TASK TO COMPLETE >> Find the string "info" in the records. Copy every line it appears in.

(EXCERPTED RECORDS begins)

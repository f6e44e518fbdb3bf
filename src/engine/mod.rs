//! Execution engine - runs compiled SQL against an on-demand connection.
//!
//! Every `execute` call is independent: it resolves the data source, opens
//! its own connection, runs the statement under a deadline, and tears the
//! connection down before returning, on every exit path. Calls share no
//! state, so the engine is safe to use concurrently without locking.

mod connection;
mod datasource;
mod params;

pub use connection::{Connection, ConnectionFactory, Row};
pub use datasource::{DataSourceConfig, DataSourceResolver};
pub use params::substitute_parameters;

use std::collections::HashMap;
use std::sync::Arc;
use std::time::{Duration, Instant};

use serde_json::Value;
use tracing::{debug, info, warn};

use crate::error::{EngineError, EngineResult};

/// Default wall-clock deadline for one query.
pub const DEFAULT_QUERY_TIMEOUT: Duration = Duration::from_secs(30);

/// Executions slower than this are flagged to the observer.
pub const SLOW_QUERY_THRESHOLD: Duration = Duration::from_secs(10);

/// Timing and volume statistics for one execution.
#[derive(Debug, Clone, PartialEq, Eq)]
pub struct QueryStats {
    pub elapsed: Duration,
    pub row_count: usize,
    /// Whether elapsed time crossed the slow-query threshold.
    pub slow: bool,
}

/// Observability collaborator; receives statistics after each successful
/// execution.
pub trait ExecutionObserver: Send + Sync {
    fn record(&self, data_source: &str, stats: &QueryStats);
}

/// Default observer: reports through `tracing`.
#[derive(Debug, Default)]
pub struct TracingObserver;

impl ExecutionObserver for TracingObserver {
    fn record(&self, data_source: &str, stats: &QueryStats) {
        if stats.slow {
            warn!(
                data_source,
                elapsed_ms = stats.elapsed.as_millis() as u64,
                rows = stats.row_count,
                "slow query"
            );
        } else {
            info!(
                data_source,
                elapsed_ms = stats.elapsed.as_millis() as u64,
                rows = stats.row_count,
                "query executed"
            );
        }
    }
}

/// Runs compiled SQL against resolved data sources.
pub struct ExecutionEngine<R, F> {
    resolver: R,
    factory: F,
    observer: Arc<dyn ExecutionObserver>,
    timeout: Duration,
    slow_threshold: Duration,
}

impl<R, F> ExecutionEngine<R, F>
where
    R: DataSourceResolver,
    F: ConnectionFactory,
{
    pub fn new(resolver: R, factory: F) -> Self {
        Self {
            resolver,
            factory,
            observer: Arc::new(TracingObserver),
            timeout: DEFAULT_QUERY_TIMEOUT,
            slow_threshold: SLOW_QUERY_THRESHOLD,
        }
    }

    pub fn with_timeout(mut self, timeout: Duration) -> Self {
        self.timeout = timeout;
        self
    }

    pub fn with_slow_threshold(mut self, threshold: Duration) -> Self {
        self.slow_threshold = threshold;
        self
    }

    pub fn with_observer(mut self, observer: Arc<dyn ExecutionObserver>) -> Self {
        self.observer = observer;
        self
    }

    /// Execute SQL against the data source identified by `data_source`.
    ///
    /// `@name` tokens in `sql` are substituted from `parameters` before the
    /// statement is sent. The connection opened for this call is closed on
    /// every exit path - success, query failure, or timeout.
    ///
    /// Timeout cancellation is best-effort: the local wait is abandoned and
    /// the connection closed, but the remote query is not cancelled
    /// server-side.
    pub async fn execute(
        &self,
        data_source: &str,
        sql: &str,
        parameters: &HashMap<String, Value>,
    ) -> EngineResult<Vec<Row>> {
        let config = self.resolver.resolve(data_source).await?;
        let sql = substitute_parameters(sql, parameters);
        debug!(data_source, dialect = %config.dialect, "executing query");

        let mut conn = self.factory.connect(&config).await?;
        let started = Instant::now();

        let outcome = tokio::time::timeout(self.timeout, conn.query(&sql)).await;

        // Teardown happens before the outcome is inspected, so no exit path
        // can leak the connection.
        if let Err(close_err) = conn.close().await {
            warn!(data_source, error = %close_err, "connection close failed");
        }

        let rows = match outcome {
            Ok(Ok(rows)) => rows,
            Ok(Err(query_err)) => return Err(query_err),
            Err(_elapsed) => return Err(EngineError::Timeout(self.timeout.as_secs())),
        };

        let elapsed = started.elapsed();
        let stats = QueryStats {
            elapsed,
            row_count: rows.len(),
            slow: elapsed >= self.slow_threshold,
        };
        self.observer.record(data_source, &stats);

        Ok(rows)
    }
}
//! Identifier checks and references.
//!
//! Configurations arrive from JSON payloads where an absent value can leak
//! through as the literal string `"undefined"` or `"null"`. Every identifier
//! passes through [`check_identifier`] before it can reach the token stream,
//! so malformed names fail compilation instead of producing broken SQL.

use crate::error::{CompileError, CompileResult};
use crate::sql::token::Token;

/// Validate an identifier, rejecting empty strings and the sentinel
/// strings `"undefined"` / `"null"`.
pub fn check_identifier(name: &str) -> CompileResult<&str> {
    let trimmed = name.trim();
    if trimmed.is_empty()
        || trimmed.eq_ignore_ascii_case("undefined")
        || trimmed.eq_ignore_ascii_case("null")
    {
        return Err(CompileError::InvalidIdentifier(name.to_string()));
    }
    Ok(trimmed)
}

/// Build an identifier token after validation.
pub fn ident(name: &str) -> CompileResult<Token> {
    Ok(Token::Ident(check_identifier(name)?.to_string()))
}

/// Build a schema-qualified reference token.
///
/// The schema, when present, is held to the same identifier rules as the
/// table.
pub fn qualified(schema: Option<&str>, table: &str) -> CompileResult<Token> {
    let schema = match schema {
        Some(s) => Some(check_identifier(s)?.to_string()),
        None => None,
    };
    Ok(Token::QualifiedIdent {
        schema,
        name: check_identifier(table)?.to_string(),
    })
}

/// Build a table reference from `"table"` or `"schema.table"` notation.
pub fn table_reference(raw: &str) -> CompileResult<Token> {
    match raw.split_once('.') {
        Some((schema, table)) => qualified(Some(schema), table),
        None => qualified(None, raw),
    }
}
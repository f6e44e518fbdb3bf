//! MySQL / MariaDB dialect.
//!
//! - Backtick identifier quoting
//! - Numeric 1/0 boolean literals
//! - LIMIT/OFFSET pagination
//! - GROUP_CONCAT instead of STRING_AGG

use super::helpers;
use super::SqlDialect;

/// MySQL dialect.
#[derive(Debug, Clone, Copy)]
pub struct MySql;

impl SqlDialect for MySql {
    fn name(&self) -> &'static str {
        "mysql"
    }

    fn quote_identifier(&self, ident: &str) -> String {
        helpers::quote_backtick(ident)
    }

    fn format_bool(&self, b: bool) -> &'static str {
        helpers::format_bool_numeric(b)
    }

    fn remap_function(&self, name: &str) -> Option<&'static str> {
        match name.to_uppercase().as_str() {
            "STRING_AGG" => Some("GROUP_CONCAT"),
            _ => None,
        }
    }

    fn default_port(&self) -> u16 {
        3306
    }
}
//! Transaction execution: timeout policies, the per-task executor and the
//! outcome classifier.

mod executor;
mod outcome;
mod policy;

#[cfg(test)]
mod tests;

pub use executor::{TaskBody, TransactionExecutor};
pub use outcome::{ExecutionOutcome, OutcomeKind, TaskError, TaskResult, classify};
pub use policy::{Threshold, TimeoutKind, TimeoutPolicy};
//! Tests for the connection pool.

use super::*;
use crate::engine::{Engine, EngineConfig, Execution, ResourceStore, SqlState, Value};
use async_trait::async_trait;
use std::sync::Arc;
use std::time::Duration;

fn engine() -> Engine {
    Engine::in_memory().unwrap()
}

fn pool(engine: &Engine, config: PoolConfig) -> ConnectionPool {
    ConnectionPool::new(EngineDriver::new(engine.clone(), "postgres"), config)
}

/// Driver that logs every statement sent over its connections.
struct RecordingDriver {
    inner: EngineDriver,
    log: Arc<parking_lot::Mutex<Vec<String>>>,
}

struct RecordingConnection {
    inner: Box<dyn DriverConnection>,
    log: Arc<parking_lot::Mutex<Vec<String>>>,
}

#[async_trait]
impl Driver for RecordingDriver {
    async fn connect(&self) -> Result<Box<dyn DriverConnection>, DbError> {
        Ok(Box::new(RecordingConnection {
            inner: self.inner.connect().await?,
            log: Arc::clone(&self.log),
        }))
    }
}

#[async_trait]
impl DriverConnection for RecordingConnection {
    fn id(&self) -> u64 {
        self.inner.id()
    }

    async fn execute(&mut self, sql: &str, params: &[Value]) -> Result<Execution, DbError> {
        self.log.lock().push(sql.to_string());
        self.inner.execute(sql, params).await
    }

    fn is_alive(&self) -> bool {
        self.inner.is_alive()
    }
}

// =============================================================================
// Checkout and release
// =============================================================================

#[tokio::test]
async fn test_released_connection_is_reused() {
    let engine = engine();
    let pool = pool(&engine, PoolConfig::default());

    let first = pool.checkout().await.unwrap();
    let id = first.id();
    assert_eq!(pool.stats().in_use, 1);
    drop(first);

    assert_eq!(pool.idle_ids(), vec![id]);
    let again = pool.checkout().await.unwrap();
    assert_eq!(again.id(), id);
    assert_eq!(pool.stats().open, 1);
    assert_eq!(engine.active_sessions(Some("postgres")), 1);
}

#[tokio::test]
async fn test_idle_set_bounded_by_max_idle() {
    let engine = engine();
    let pool = pool(
        &engine,
        PoolConfig {
            max_idle: 1,
            ..PoolConfig::default()
        },
    );

    let a = pool.checkout().await.unwrap();
    let b = pool.checkout().await.unwrap();
    let c = pool.checkout().await.unwrap();
    assert_eq!(pool.stats().open, 3);
    drop((a, b, c));

    let stats = pool.stats();
    assert_eq!(stats.idle, 1);
    assert_eq!(stats.open, 1);
    assert_eq!(stats.max_idle_closed, 2);
    assert_eq!(engine.active_sessions(None), 1);
}

#[tokio::test]
async fn test_set_max_idle_closes_surplus() {
    let engine = engine();
    let pool = pool(
        &engine,
        PoolConfig {
            max_idle: 0,
            ..PoolConfig::default()
        },
    );
    let conns: Vec<_> = futures::future::join_all((0..4).map(|_| pool.checkout())).await;
    drop(conns);
    assert_eq!(pool.stats().idle, 4);

    pool.set_max_idle(2);
    assert_eq!(pool.stats().idle, 2);
    assert_eq!(engine.active_sessions(None), 2);
}

#[tokio::test(start_paused = true)]
async fn test_max_open_blocks_extra_checkouts() {
    let engine = engine();
    let pool = pool(
        &engine,
        PoolConfig {
            max_open: 2,
            ..PoolConfig::default()
        },
    );

    let started = tokio::time::Instant::now();
    let tasks: Vec<_> = (0..4)
        .map(|_| {
            let pool = pool.clone();
            tokio::spawn(async move {
                let conn = pool.checkout().await.unwrap();
                tokio::time::sleep(Duration::from_secs(5)).await;
                drop(conn);
            })
        })
        .collect();
    for task in tasks {
        task.await.unwrap();
    }

    let stats = pool.stats();
    assert_eq!(stats.peak_in_use, 2);
    assert_eq!(stats.wait_count, 2);
    assert!(stats.open <= 2);
    assert!(started.elapsed() >= Duration::from_secs(10));
}

#[tokio::test(start_paused = true)]
async fn test_raising_max_open_wakes_waiters() {
    let engine = engine();
    let pool = pool(
        &engine,
        PoolConfig {
            max_open: 1,
            ..PoolConfig::default()
        },
    );
    let _held = pool.checkout().await.unwrap();

    let waiter = {
        let pool = pool.clone();
        tokio::spawn(async move { pool.checkout().await.map(|conn| conn.id()) })
    };
    tokio::time::sleep(Duration::from_millis(10)).await;
    assert!(!waiter.is_finished());

    pool.set_max_open(0);
    assert!(waiter.await.unwrap().is_ok());
}

#[tokio::test(start_paused = true)]
async fn test_checkout_timeout() {
    let engine = engine();
    let pool = pool(
        &engine,
        PoolConfig {
            max_open: 1,
            checkout_timeout: Some(Duration::from_millis(500)),
            ..PoolConfig::default()
        },
    );
    let _held = pool.checkout().await.unwrap();

    let err = pool.checkout().await.err().unwrap();
    match err {
        PoolError::CheckoutTimeout { waited } => assert!(waited >= Duration::from_millis(500)),
        other => panic!("expected checkout timeout, got {other}"),
    }
    assert_eq!(pool.stats().in_use, 1);
}

#[tokio::test]
async fn test_connect_failure_releases_slot() {
    let engine = Engine::with_store(
        ResourceStore::in_memory().unwrap(),
        EngineConfig {
            max_connections: 1,
            ..EngineConfig::default()
        },
    );
    let pool = pool(&engine, PoolConfig::default());
    let held = pool.checkout().await.unwrap();

    match pool.checkout().await.err().unwrap() {
        PoolError::Connect(err) => assert_eq!(err.code, SqlState::TooManyConnections),
        other => panic!("expected connect failure, got {other}"),
    }
    let stats = pool.stats();
    assert_eq!(stats.open, 1);
    assert_eq!(stats.in_use, 1);

    drop(held);
    assert!(pool.checkout().await.is_ok());
}

#[tokio::test(start_paused = true)]
async fn test_close_fails_waiters_and_closes_idle() {
    let engine = engine();
    let pool = pool(
        &engine,
        PoolConfig {
            max_open: 1,
            ..PoolConfig::default()
        },
    );
    let held = pool.checkout().await.unwrap();
    let waiter = {
        let pool = pool.clone();
        tokio::spawn(async move { pool.checkout().await.map(|conn| conn.id()) })
    };
    tokio::time::sleep(Duration::from_millis(10)).await;

    pool.close();
    assert!(matches!(waiter.await.unwrap(), Err(PoolError::Closed)));

    drop(held);
    assert_eq!(pool.stats().open, 0);
    assert_eq!(engine.active_sessions(None), 0);
    assert!(matches!(pool.checkout().await, Err(PoolError::Closed)));
}

// =============================================================================
// Eviction
// =============================================================================

#[tokio::test(start_paused = true)]
async fn test_lifetime_reaper_closes_idle_connections() {
    let engine = engine();
    let pool = pool(
        &engine,
        PoolConfig {
            max_idle: 10,
            max_lifetime: Some(Duration::from_secs(2)),
            ..PoolConfig::default()
        },
    );

    let conns: Vec<_> = futures::future::join_all((0..3).map(|_| pool.checkout())).await;
    drop(conns);
    assert_eq!(pool.stats().idle, 3);

    tokio::time::sleep(Duration::from_secs(5)).await;
    let stats = pool.stats();
    assert_eq!(stats.open, 0);
    assert_eq!(stats.max_lifetime_closed, 3);
    assert_eq!(engine.active_sessions(None), 0);
}

#[tokio::test(start_paused = true)]
async fn test_idle_time_reaper() {
    let engine = engine();
    let pool = pool(&engine, PoolConfig::default());
    drop(pool.checkout().await.unwrap());
    pool.set_max_idle_time(Some(Duration::from_secs(1)));

    tokio::time::sleep(Duration::from_secs(2)).await;
    let stats = pool.stats();
    assert_eq!(stats.idle, 0);
    assert_eq!(stats.max_idle_time_closed, 1);
}

#[tokio::test(start_paused = true)]
async fn test_terminated_connection_is_discarded() {
    let engine = engine();
    let pool = pool(&engine, PoolConfig::default());

    let mut conn = pool.checkout().await.unwrap();
    conn.execute("BEGIN", &[]).await.unwrap();
    conn.execute("SET idle_in_transaction_session_timeout=100", &[])
        .await
        .unwrap();
    tokio::time::sleep(Duration::from_millis(500)).await;

    let err = conn.execute("COMMIT", &[]).await.unwrap_err();
    assert_eq!(err.code, SqlState::IdleInTransactionSessionTimeout);
    assert!(conn.is_broken());
    drop(conn);

    let stats = pool.stats();
    assert_eq!(stats.idle, 0);
    assert_eq!(stats.open, 0);
    assert_eq!(stats.broken_closed, 1);
}

#[tokio::test]
async fn test_unfinished_transaction_breaks_connection() {
    let engine = engine();
    let pool = pool(&engine, PoolConfig::default());

    let mut conn = pool.checkout().await.unwrap();
    {
        let tx = conn.begin().await.unwrap();
        assert!(!tx.is_finished());
    }
    assert!(conn.is_broken());
    drop(conn);
    assert_eq!(pool.stats().idle, 0);
}

#[tokio::test]
async fn test_settings_reset_before_reuse() {
    let log = Arc::new(parking_lot::Mutex::new(Vec::new()));
    let driver = RecordingDriver {
        inner: EngineDriver::new(engine(), "postgres"),
        log: Arc::clone(&log),
    };
    let pool = ConnectionPool::new(driver, PoolConfig::default());

    let mut conn = pool.checkout().await.unwrap();
    conn.execute("SET lock_timeout=1500", &[]).await.unwrap();
    drop(conn);

    let conn = pool.checkout().await.unwrap();
    drop(conn);
    // An untouched connection is not reset again.
    let _conn = pool.checkout().await.unwrap();

    assert_eq!(
        *log.lock(),
        vec!["SET lock_timeout=1500".to_string(), "RESET ALL".to_string()]
    );
}
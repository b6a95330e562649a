//! Runs one transaction from checkout to commit.

use super::outcome::{ExecutionOutcome, TaskError};
use super::policy::TimeoutPolicy;
use crate::pool::{ConnectionPool, Transaction};
use async_trait::async_trait;
use tokio::time::Instant;
use tracing::{debug, info, warn};

/// Work done inside a task's transaction.
///
/// The body runs after the policy has been applied and before `COMMIT`.
/// Returning an error rolls the transaction back.
#[async_trait]
pub trait TaskBody: Send + Sync {
    /// Runs the body for task `task` (1-based).
    ///
    /// # Errors
    ///
    /// Any error aborts the task; engine reports should be kept in the
    /// error chain so the outcome can be classified.
    async fn run(&self, tx: &mut Transaction<'_>, task: usize) -> anyhow::Result<()>;
}

/// Drives a single task through checkout, `BEGIN`, policy, body and
/// `COMMIT`.
#[derive(Clone)]
pub struct TransactionExecutor {
    pool: ConnectionPool,
}

impl TransactionExecutor {
    pub fn new(pool: ConnectionPool) -> Self {
        Self { pool }
    }

    pub fn pool(&self) -> &ConnectionPool {
        &self.pool
    }

    /// Runs task `task` and reports how it ended. Never fails; every error
    /// is folded into the outcome.
    pub async fn execute(
        &self,
        policy: &TimeoutPolicy,
        body: &dyn TaskBody,
        task: usize,
    ) -> ExecutionOutcome {
        let started = Instant::now();
        let mut connection_id = None;
        match self.run(policy, body, task, &mut connection_id).await {
            Ok(()) => ExecutionOutcome::success(task, connection_id, started.elapsed()),
            Err(err) => ExecutionOutcome::failure(&err, connection_id, started.elapsed()),
        }
    }

    async fn run(
        &self,
        policy: &TimeoutPolicy,
        body: &dyn TaskBody,
        task: usize,
        connection_id: &mut Option<u64>,
    ) -> Result<(), TaskError> {
        let mut conn = self
            .pool
            .checkout()
            .await
            .map_err(|source| TaskError::Checkout { task, source })?;
        *connection_id = Some(conn.id());
        info!(task, conn = conn.id(), "start");

        let mut tx = conn
            .begin()
            .await
            .map_err(|source| TaskError::Begin { task, source })?;

        if let Err((directive, source)) = policy.apply(&mut tx).await {
            warn!(task, %directive, error = %source, "err");
            rollback_quietly(&mut tx, task).await;
            return Err(TaskError::Policy {
                task,
                directive,
                source,
            });
        }

        if let Err(error) = body.run(&mut tx, task).await {
            warn!(task, error = %format!("{error:#}"), "err");
            rollback_quietly(&mut tx, task).await;
            return Err(TaskError::Body { task, error });
        }

        if let Err(source) = tx.commit().await {
            warn!(task, error = %source, "commit failed");
            rollback_quietly(&mut tx, task).await;
            return Err(TaskError::Commit { task, source });
        }
        info!(task, "commit");
        Ok(())
    }
}

/// Rolls back after a failure. The rollback's own error is only logged:
/// after a FATAL report the session is already gone.
async fn rollback_quietly(tx: &mut Transaction<'_>, task: usize) {
    if let Err(err) = tx.rollback().await {
        debug!(task, error = %err, "rollback failed");
    }
}
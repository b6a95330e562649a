//! Row-level lock table.
//!
//! Each row key maps to an async mutex. A transaction that writes a row
//! holds the owned guard until it commits, rolls back or is terminated;
//! other writers queue on the mutex in FIFO order.

use super::error::DbError;
use dashmap::DashMap;
use std::sync::Arc;
use std::time::Duration;
use tokio::sync::{Mutex, OwnedMutexGuard};

/// A held row lock. Dropping it releases the row.
#[derive(Debug)]
pub struct RowLock {
    key: String,
    _guard: OwnedMutexGuard<()>,
}

impl RowLock {
    pub fn key(&self) -> &str {
        &self.key
    }
}

#[derive(Default)]
pub struct LockTable {
    rows: DashMap<String, Arc<Mutex<()>>>,
}

impl LockTable {
    pub fn new() -> Self {
        Self::default()
    }

    /// Waits for the row lock on `key`.
    ///
    /// A zero `timeout` waits indefinitely, as `lock_timeout = 0` does.
    ///
    /// # Errors
    ///
    /// Returns `55P03` if the lock is not granted within `timeout`.
    pub async fn acquire(&self, key: &str, timeout: Duration) -> Result<RowLock, DbError> {
        let row = self.row(key);
        let guard = if timeout.is_zero() {
            row.lock_owned().await
        } else {
            tokio::time::timeout(timeout, row.lock_owned())
                .await
                .map_err(|_| DbError::lock_timeout())?
        };
        Ok(RowLock {
            key: key.to_string(),
            _guard: guard,
        })
    }

    /// True if some transaction currently holds the row.
    pub fn is_locked(&self, key: &str) -> bool {
        self.rows
            .get(key)
            .is_some_and(|row| row.try_lock().is_err())
    }

    fn row(&self, key: &str) -> Arc<Mutex<()>> {
        // Clone the Arc out so the shard guard is released before awaiting.
        self.rows.entry(key.to_string()).or_default().clone()
    }
}

#[cfg(test)]
mod tests {
    use super::*;

    #[tokio::test(start_paused = true)]
    async fn test_second_writer_times_out() {
        let locks = LockTable::new();
        let held = locks.acquire("ian", Duration::ZERO).await.unwrap();
        assert!(locks.is_locked("ian"));

        let err = locks
            .acquire("ian", Duration::from_millis(1500))
            .await
            .unwrap_err();
        assert_eq!(err, DbError::lock_timeout());

        drop(held);
        assert!(!locks.is_locked("ian"));
        let lock = locks
            .acquire("ian", Duration::from_millis(1500))
            .await
            .unwrap();
        assert_eq!(lock.key(), "ian");
    }

    #[tokio::test(start_paused = true)]
    async fn test_waiter_granted_on_release() {
        let locks = Arc::new(LockTable::new());
        let held = locks.acquire("ian", Duration::ZERO).await.unwrap();

        let waiter = {
            let locks = Arc::clone(&locks);
            tokio::spawn(async move { locks.acquire("ian", Duration::from_secs(5)).await })
        };

        tokio::time::sleep(Duration::from_secs(1)).await;
        drop(held);
        assert!(waiter.await.unwrap().is_ok());
    }

    #[tokio::test]
    async fn test_distinct_rows_do_not_block() {
        let locks = LockTable::new();
        let _a = locks.acquire("a", Duration::ZERO).await.unwrap();
        let _b = locks.acquire("b", Duration::from_millis(10)).await.unwrap();
        assert!(locks.is_locked("a"));
        assert!(locks.is_locked("b"));
    }
}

(EXCERPTED RECORDS ends)

ANSWER TO THE EXERCISE >>
use tracing::{debug, info, warn};
            info!(
use tracing::{debug, info, warn};
        info!(task, conn = conn.id(), "start");
        info!(task, "commit");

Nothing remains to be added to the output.